Most scientific work does not indicate the accuracy of digital measuring devices. The accuracy of analogue equipment is 1° [19]. Based on the literature, different measuring devices had been used for the position evaluation. Examples include electronic goniometers [1], analogue inclinometers [19], systems of cameras and markers [17, 18] and isokinetic dynamometers [23]. We also used an electronic goniometer with high measuring accuracy (0.1°). In order to correctly examine the JPS and kinaesthesia, it was necessary to use sensitive equipment. The accuracy of the test angle was supposed to be 0.1°. Differences of the angle in disorders of proprioception that were considered as significant, averaged around 0.6°–0.8° [7]. Devices with such a kind of accuracy are used in most scientific works [7, 24].

The measurements that had been obtained in this analysis were presented in absolute value of the angle, ignoring the underestimation or overestimation of the position (positive and negatives values).
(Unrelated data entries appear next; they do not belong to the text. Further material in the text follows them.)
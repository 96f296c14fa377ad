//! Interactive terminal UI.

use console::Term;
use std::io::Write;

use crate::error::Result;

use super::{
    prompt_confirm, should_use_colors, AddonTheme, NonInteractiveUI, OutputMode, ProgressSpinner,
    Prompt, SpinnerHandle, UserInterface,
};

/// Interactive terminal UI implementation.
///
/// Progress and results go to stdout; warnings and errors go to stderr,
/// the same streams [`NonInteractiveUI`] uses.
pub struct TerminalUI {
    term: Term,
    err_term: Term,
    theme: AddonTheme,
    mode: OutputMode,
}

impl TerminalUI {
    /// Create a new terminal UI.
    pub fn new(mode: OutputMode) -> Self {
        let theme = if should_use_colors() {
            AddonTheme::new()
        } else {
            AddonTheme::plain()
        };

        Self {
            term: Term::stdout(),
            err_term: Term::stderr(),
            theme,
            mode,
        }
    }
}

impl UserInterface for TerminalUI {
    fn message(&mut self, msg: &str) {
        writeln!(self.term, "{}", msg).ok();
    }

    fn status(&mut self, msg: &str) {
        if self.mode.shows_status() {
            writeln!(self.term, "{}", msg).ok();
        }
    }

    fn blank(&mut self) {
        if self.mode.shows_status() {
            writeln!(self.term).ok();
        }
    }

    fn success(&mut self, msg: &str) {
        writeln!(self.term, "{}", self.theme.format_success(msg)).ok();
    }

    fn warning(&mut self, msg: &str) {
        writeln!(self.err_term, "{}", self.theme.format_warning(msg)).ok();
    }

    fn error(&mut self, msg: &str) {
        writeln!(self.err_term, "{}", self.theme.format_error(msg)).ok();
    }

    fn confirm(&mut self, prompt: &Prompt) -> Result<bool> {
        prompt_confirm(prompt, &self.term)
    }

    fn start_spinner(&mut self, message: &str) -> Box<dyn SpinnerHandle> {
        if self.mode.shows_spinners() {
            Box::new(ProgressSpinner::new(message))
        } else {
            Box::new(ProgressSpinner::hidden())
        }
    }
}

/// Create the appropriate UI for the environment.
///
/// Falls back to [`NonInteractiveUI`] when stdout is not a terminal.
pub fn create_ui(interactive: bool, mode: OutputMode) -> Box<dyn UserInterface> {
    if interactive && Term::stdout().is_term() {
        tracing::debug!("Using terminal UI");
        Box::new(TerminalUI::new(mode))
    } else {
        tracing::debug!("Using non-interactive UI");
        Box::new(NonInteractiveUI::new(mode))
    }
}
This was necessary for statistical calculations.

The ERJP results in the testing material reflect the capacity of healthy glenohumeral joints’ proprioception. The study group can be regarded as a control group for the comparison of JPS with other groups with potential proprioception deficits. In subsequent works of our team, the result of studies on patients with instability and rotator cuff injuries will be presented, in addition with the information about the capacities of proprioception in throwing sports. We have obtained an average error of reconstruction of a value from 3° to 6.1° with compliance to the terms of methodology and use of accurate devices. These results are similar to the data from other works of related topics. The biggest errors had occurred at lower positions of deviation and in movements of flexion and abduction. For abduction, flexion and internal rotation movements, the differences proved to be statistically significant (Table 3). The volume of work does not allow for a more detailed analysis, being the effect of the dominant hand or sex. This kind of scientific analysis is the subject of a separate work presented for publication.

Table 3 Statistical analysis by ANOVA; n.s.- nonsignificant

There are some limitations of the study. Ultimate evaluation of the method should be based on validation. That process in the way and will be presented separately. Also the results are limited for now and do not describe fully the normal shoulder proprioception. This issue will be the subject on another analysis.

Conclusions

The designed device has created a possibility to perform precise measurements of the shoulder joints’ position. It is completely safe to use.

The evaluation of proprioception, expressed as sensory testing of the joint position, requires precise compliance with research protocol. Results obtained in the group of normal glenohumeral joints serve as reference for the study of proprioception in shoulder injuries, or the impact of treatment and training, on the joint position sense.